## [ABOUT THIS TASK]
Extract each line holding the word "Result" from the entries.

## [RECORDS PROVIDED]

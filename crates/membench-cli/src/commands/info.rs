//! `membench info`: host summary relevant to bandwidth measurements.

use anyhow::Result;
use console::style;
use membench_kernels::SystemInfo;

/// Show system information
pub fn show_system_info() -> Result<()> {
    let info = SystemInfo::collect(rayon::current_num_threads());
    let gib = |bytes: u64| bytes as f64 / (1024.0 * 1024.0 * 1024.0);

    println!("{}", style("membench System Information").bold().cyan());
    println!();

    println!("{}", style("Version:").bold());
    println!("  membench: {}", env!("CARGO_PKG_VERSION"));
    println!();

    println!("{}", style("System:").bold());
    match &info.os_version {
        Some(version) => println!("  OS: {} {}", info.os, version),
        None => println!("  OS: {}", info.os),
    }
    println!("  Architecture: {}", info.arch);
    println!("  Logical CPUs: {}", info.logical_cpus);
    println!("  Physical CPUs: {}", info.physical_cpus);
    println!("  Default worker threads: {}", info.worker_threads);
    println!();

    println!("{}", style("Memory:").bold());
    println!("  Total: {:.1} GiB", gib(info.total_memory_bytes));
    println!("  Available: {:.1} GiB", gib(info.available_memory_bytes));

    Ok(())
}
//! Clock granularity estimation.
//!
//! Reads the clock until it reports a new value at least one microsecond
//! after the previous distinct reading, records [`CALIBRATION_SAMPLES`] such
//! readings, and takes the smallest gap between consecutive ones as the
//! timer granularity. The estimate is diagnostic: it tells the user whether
//! a kernel lasts long enough (at least [`MIN_TICKS_PER_TEST`] ticks) to be
//! timed reliably, and never gates the run.

use crate::clock::Clock;
use serde::{Deserialize, Serialize};

/// Distinct clock readings collected per estimate.
pub const CALIBRATION_SAMPLES: usize = 20;

/// Ticks a single kernel execution should span for trustworthy timing.
pub const MIN_TICKS_PER_TEST: f64 = 20.0;

/// Upper bound on busy-wait iterations while waiting for one tick.
const DEFAULT_MAX_SPINS: u64 = 50_000_000;

/// Result of a granularity estimate.
#[derive(Debug, Clone, Copy, PartialEq, Eq, Serialize, Deserialize)]
pub struct GranularityEstimate {
    /// Minimum non-negative gap between consecutive readings, in whole microseconds.
    pub micros: i64,
    /// The clock never advanced within the spin budget.
    pub stalled: bool,
}

impl GranularityEstimate {
    /// The clock resolves intervals below one microsecond.
    pub fn is_sub_microsecond(&self) -> bool {
        self.micros < 1
    }

    /// Granularity used for ratios; sub-microsecond clocks count as 1.
    pub fn effective_micros(&self) -> u64 {
        self.micros.max(1) as u64
    }

    /// How many ticks an interval of `duration_micros` spans.
    pub fn ticks_in(&self, duration_micros: f64) -> f64 {
        duration_micros / self.effective_micros() as f64
    }
}

/// Granularity estimator with a configurable sample count and spin budget.
#[derive(Debug, Clone, Copy)]
pub struct Calibrator {
    samples: usize,
    max_spins: u64,
}

impl Default for Calibrator {
    fn default() -> Self {
        Self { samples: CALIBRATION_SAMPLES, max_spins: DEFAULT_MAX_SPINS }
    }
}

impl Calibrator {
    pub fn new(samples: usize, max_spins: u64) -> Self {
        Self { samples: samples.max(2), max_spins: max_spins.max(1) }
    }

    /// Estimate the granularity of `clock`.
    pub fn estimate<C: Clock + ?Sized>(&self, clock: &C) -> GranularityEstimate {
        let mut found = Vec::with_capacity(self.samples);
        let mut stalled = false;
        let mut t1 = clock.now();

        'collect: for _ in 0..self.samples {
            let mut spins = 0u64;
            let t2 = loop {
                let t2 = clock.now();
                if t2 - t1 >= 1.0e-6 {
                    break t2;
                }
                spins += 1;
                if spins >= self.max_spins {
                    stalled = true;
                    break 'collect;
                }
            };
            found.push(t2);
            t1 = t2;
        }

        if stalled {
            tracing::warn!(
                samples = found.len(),
                "clock did not advance during calibration; timings are unreliable"
            );
        }

        let micros = min_delta_micros(&found);
        tracing::debug!(micros, samples = found.len(), "estimated clock granularity");
        GranularityEstimate { micros, stalled }
    }
}

/// Estimate the granularity of `clock` with the default sample count.
pub fn estimate_granularity<C: Clock + ?Sized>(clock: &C) -> GranularityEstimate {
    Calibrator::default().estimate(clock)
}

/// Smallest gap between consecutive readings, clamped at zero.
fn min_delta_micros(readings: &[f64]) -> i64 {
    readings
        .windows(2)
        .map(|w| ((1.0e6 * (w[1] - w[0])) as i64).max(0))
        .fold(1_000_000, i64::min)
}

## [REPLY TO THE TASK]
use anyhow::Result;
pub fn show_system_info() -> Result<()> {
/// Result of a granularity estimate.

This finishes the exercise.